Exercise details: Your answer should show every line of the material below that includes "identity".
++++ Excerpted records ++++
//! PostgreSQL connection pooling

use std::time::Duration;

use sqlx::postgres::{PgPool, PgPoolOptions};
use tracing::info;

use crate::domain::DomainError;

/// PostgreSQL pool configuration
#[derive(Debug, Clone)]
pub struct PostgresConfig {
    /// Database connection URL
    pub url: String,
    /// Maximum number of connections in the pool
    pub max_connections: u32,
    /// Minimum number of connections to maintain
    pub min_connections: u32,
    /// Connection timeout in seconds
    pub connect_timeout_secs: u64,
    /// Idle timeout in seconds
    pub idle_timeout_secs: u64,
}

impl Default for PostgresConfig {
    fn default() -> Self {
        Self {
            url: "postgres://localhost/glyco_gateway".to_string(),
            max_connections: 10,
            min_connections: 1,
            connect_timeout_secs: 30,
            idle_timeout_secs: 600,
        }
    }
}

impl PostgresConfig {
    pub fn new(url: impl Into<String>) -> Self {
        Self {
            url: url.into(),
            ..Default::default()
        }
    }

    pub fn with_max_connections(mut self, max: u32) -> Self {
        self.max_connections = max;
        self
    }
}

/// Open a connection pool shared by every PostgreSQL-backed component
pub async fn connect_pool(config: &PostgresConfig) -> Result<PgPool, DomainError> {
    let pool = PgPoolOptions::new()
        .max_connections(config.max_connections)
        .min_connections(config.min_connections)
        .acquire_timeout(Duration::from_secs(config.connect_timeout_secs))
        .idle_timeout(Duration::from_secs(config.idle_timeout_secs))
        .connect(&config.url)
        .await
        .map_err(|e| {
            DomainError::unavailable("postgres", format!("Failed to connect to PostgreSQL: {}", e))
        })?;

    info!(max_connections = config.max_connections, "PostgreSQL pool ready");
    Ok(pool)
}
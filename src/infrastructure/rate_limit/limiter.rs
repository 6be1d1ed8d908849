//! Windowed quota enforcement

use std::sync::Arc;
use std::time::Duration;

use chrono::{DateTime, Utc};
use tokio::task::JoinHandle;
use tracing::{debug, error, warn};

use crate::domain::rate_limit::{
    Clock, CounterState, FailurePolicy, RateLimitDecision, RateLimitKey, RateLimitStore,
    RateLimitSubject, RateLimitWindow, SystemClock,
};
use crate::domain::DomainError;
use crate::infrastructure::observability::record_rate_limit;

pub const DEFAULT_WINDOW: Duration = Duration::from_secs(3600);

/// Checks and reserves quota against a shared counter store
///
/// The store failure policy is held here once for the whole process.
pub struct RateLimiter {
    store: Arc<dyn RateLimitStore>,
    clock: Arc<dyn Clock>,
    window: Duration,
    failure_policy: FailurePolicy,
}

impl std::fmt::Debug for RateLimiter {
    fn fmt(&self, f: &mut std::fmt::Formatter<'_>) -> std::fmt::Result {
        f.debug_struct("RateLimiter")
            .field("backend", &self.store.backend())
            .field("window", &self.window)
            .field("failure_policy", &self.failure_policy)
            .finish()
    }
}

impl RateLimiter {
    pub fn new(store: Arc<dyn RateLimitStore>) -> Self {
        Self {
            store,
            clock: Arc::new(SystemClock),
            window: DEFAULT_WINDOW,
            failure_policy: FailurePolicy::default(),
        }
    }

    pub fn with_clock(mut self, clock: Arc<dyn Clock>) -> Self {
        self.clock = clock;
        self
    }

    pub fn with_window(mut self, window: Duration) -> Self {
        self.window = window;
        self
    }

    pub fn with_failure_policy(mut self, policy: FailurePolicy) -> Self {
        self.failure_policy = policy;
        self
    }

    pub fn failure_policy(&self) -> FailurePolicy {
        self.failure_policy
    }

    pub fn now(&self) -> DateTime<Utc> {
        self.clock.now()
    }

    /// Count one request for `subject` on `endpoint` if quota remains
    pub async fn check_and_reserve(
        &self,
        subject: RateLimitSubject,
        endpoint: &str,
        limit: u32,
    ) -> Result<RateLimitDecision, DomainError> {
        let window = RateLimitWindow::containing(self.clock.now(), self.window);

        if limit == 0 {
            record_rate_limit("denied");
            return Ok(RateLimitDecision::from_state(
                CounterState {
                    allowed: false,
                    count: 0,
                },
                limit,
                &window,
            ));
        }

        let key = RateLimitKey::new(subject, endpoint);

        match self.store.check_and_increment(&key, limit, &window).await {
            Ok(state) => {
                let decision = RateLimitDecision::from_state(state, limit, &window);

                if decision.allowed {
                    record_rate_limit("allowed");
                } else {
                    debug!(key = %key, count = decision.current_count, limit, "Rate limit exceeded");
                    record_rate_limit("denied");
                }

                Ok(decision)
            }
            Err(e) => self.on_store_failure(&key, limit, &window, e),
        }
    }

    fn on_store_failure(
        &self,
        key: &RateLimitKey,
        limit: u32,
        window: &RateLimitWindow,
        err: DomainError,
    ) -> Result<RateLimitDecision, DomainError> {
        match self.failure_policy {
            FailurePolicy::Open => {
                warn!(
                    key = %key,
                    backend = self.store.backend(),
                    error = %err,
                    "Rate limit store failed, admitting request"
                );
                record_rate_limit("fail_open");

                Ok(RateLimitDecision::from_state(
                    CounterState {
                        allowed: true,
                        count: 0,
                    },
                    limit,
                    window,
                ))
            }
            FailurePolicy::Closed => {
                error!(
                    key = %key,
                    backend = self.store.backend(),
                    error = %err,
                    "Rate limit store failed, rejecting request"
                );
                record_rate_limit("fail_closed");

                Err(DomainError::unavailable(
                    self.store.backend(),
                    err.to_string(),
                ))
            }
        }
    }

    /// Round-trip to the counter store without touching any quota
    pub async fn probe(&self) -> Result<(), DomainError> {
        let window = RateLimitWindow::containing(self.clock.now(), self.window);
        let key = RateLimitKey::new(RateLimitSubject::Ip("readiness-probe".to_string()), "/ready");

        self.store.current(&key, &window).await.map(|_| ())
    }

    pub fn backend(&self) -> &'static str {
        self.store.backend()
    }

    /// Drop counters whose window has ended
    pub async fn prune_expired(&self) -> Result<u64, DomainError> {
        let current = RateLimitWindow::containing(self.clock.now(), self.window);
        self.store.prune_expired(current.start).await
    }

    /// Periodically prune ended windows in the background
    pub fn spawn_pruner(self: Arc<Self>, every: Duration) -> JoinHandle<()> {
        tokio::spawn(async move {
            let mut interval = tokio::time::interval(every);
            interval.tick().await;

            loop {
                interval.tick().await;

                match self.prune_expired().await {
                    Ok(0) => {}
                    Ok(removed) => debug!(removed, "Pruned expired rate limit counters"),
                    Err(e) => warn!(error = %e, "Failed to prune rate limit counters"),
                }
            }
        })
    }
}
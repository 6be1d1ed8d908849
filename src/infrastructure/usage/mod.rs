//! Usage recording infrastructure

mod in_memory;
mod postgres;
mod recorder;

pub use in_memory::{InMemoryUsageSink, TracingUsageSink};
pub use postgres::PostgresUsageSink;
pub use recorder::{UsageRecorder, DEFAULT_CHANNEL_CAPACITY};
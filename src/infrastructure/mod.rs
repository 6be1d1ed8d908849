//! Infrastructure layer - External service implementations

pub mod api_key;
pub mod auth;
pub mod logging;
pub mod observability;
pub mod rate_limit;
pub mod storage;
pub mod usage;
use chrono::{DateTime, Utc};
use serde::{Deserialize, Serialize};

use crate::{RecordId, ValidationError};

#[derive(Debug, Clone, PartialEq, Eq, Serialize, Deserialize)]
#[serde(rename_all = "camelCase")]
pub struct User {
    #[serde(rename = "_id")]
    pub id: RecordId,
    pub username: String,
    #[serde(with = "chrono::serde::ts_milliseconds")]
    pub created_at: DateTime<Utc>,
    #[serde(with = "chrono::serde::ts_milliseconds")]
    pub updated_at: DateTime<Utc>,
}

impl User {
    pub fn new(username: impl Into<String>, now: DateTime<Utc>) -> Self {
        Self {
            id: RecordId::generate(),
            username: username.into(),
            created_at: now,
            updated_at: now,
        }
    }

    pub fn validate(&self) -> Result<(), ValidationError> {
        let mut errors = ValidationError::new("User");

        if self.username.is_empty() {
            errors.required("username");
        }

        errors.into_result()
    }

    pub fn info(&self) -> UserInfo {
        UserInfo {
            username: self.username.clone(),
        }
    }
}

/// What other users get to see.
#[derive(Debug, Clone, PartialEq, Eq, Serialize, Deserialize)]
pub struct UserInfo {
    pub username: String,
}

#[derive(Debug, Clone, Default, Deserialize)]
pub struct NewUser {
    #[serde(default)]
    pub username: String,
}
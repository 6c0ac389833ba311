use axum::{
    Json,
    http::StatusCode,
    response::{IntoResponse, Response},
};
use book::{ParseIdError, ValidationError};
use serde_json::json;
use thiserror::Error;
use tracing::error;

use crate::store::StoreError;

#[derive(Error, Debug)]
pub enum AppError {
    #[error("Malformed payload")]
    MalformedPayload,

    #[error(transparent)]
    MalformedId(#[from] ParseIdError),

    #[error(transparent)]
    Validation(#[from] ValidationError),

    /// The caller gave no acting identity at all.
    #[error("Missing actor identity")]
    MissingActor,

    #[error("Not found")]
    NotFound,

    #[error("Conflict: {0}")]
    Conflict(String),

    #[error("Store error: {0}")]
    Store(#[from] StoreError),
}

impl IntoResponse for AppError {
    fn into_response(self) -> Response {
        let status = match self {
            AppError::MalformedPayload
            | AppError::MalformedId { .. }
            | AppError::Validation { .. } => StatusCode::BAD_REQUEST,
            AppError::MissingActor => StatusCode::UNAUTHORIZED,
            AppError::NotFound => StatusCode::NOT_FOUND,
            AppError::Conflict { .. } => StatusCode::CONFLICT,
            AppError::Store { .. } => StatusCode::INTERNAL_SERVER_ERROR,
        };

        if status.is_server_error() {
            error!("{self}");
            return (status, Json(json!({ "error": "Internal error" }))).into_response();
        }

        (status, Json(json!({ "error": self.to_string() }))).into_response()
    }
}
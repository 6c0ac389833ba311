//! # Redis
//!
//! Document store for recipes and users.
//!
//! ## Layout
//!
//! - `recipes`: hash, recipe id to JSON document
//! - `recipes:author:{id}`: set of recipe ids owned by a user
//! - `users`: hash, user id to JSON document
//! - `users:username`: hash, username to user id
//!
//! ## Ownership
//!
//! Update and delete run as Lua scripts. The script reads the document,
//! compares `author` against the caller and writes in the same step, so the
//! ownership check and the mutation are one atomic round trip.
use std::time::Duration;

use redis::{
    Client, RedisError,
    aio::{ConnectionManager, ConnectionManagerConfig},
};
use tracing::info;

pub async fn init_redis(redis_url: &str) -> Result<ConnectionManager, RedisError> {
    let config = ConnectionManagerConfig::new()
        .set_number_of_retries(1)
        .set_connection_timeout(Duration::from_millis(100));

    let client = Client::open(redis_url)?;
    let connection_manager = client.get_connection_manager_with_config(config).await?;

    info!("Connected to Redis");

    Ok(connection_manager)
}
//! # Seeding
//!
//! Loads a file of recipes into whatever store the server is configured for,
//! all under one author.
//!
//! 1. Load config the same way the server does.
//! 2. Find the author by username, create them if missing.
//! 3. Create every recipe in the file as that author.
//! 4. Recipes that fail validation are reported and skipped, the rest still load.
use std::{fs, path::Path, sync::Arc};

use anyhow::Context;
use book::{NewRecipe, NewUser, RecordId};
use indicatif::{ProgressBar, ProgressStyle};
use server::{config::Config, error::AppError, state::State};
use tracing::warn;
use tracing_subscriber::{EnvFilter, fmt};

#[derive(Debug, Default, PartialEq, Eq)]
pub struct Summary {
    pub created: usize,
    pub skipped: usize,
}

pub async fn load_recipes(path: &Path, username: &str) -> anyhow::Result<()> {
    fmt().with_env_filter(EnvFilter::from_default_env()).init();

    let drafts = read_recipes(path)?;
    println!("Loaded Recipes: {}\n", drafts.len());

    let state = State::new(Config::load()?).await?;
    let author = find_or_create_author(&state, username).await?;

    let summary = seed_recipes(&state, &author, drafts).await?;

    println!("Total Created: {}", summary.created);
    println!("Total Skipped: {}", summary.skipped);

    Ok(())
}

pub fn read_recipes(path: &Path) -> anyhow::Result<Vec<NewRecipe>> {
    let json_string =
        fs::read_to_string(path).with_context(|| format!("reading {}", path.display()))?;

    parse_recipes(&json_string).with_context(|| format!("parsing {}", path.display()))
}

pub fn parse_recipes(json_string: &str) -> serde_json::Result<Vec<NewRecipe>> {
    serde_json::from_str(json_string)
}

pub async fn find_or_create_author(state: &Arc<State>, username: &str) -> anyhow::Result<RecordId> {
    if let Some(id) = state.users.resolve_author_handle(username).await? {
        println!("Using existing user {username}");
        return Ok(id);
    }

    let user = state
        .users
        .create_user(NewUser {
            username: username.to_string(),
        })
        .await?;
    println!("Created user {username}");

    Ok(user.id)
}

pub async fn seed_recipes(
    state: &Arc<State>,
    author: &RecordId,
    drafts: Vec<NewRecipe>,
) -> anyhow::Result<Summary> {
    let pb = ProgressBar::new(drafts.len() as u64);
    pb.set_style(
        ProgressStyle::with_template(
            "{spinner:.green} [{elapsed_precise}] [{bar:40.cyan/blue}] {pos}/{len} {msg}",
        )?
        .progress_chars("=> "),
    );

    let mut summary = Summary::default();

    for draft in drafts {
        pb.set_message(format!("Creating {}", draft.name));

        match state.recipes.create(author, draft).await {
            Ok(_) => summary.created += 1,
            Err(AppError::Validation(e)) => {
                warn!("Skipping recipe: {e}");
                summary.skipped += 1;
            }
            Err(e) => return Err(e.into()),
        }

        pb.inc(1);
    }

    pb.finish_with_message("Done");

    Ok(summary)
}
++++
Your solution:
    /// The caller gave no acting identity at all.
    #[error("Missing actor identity")]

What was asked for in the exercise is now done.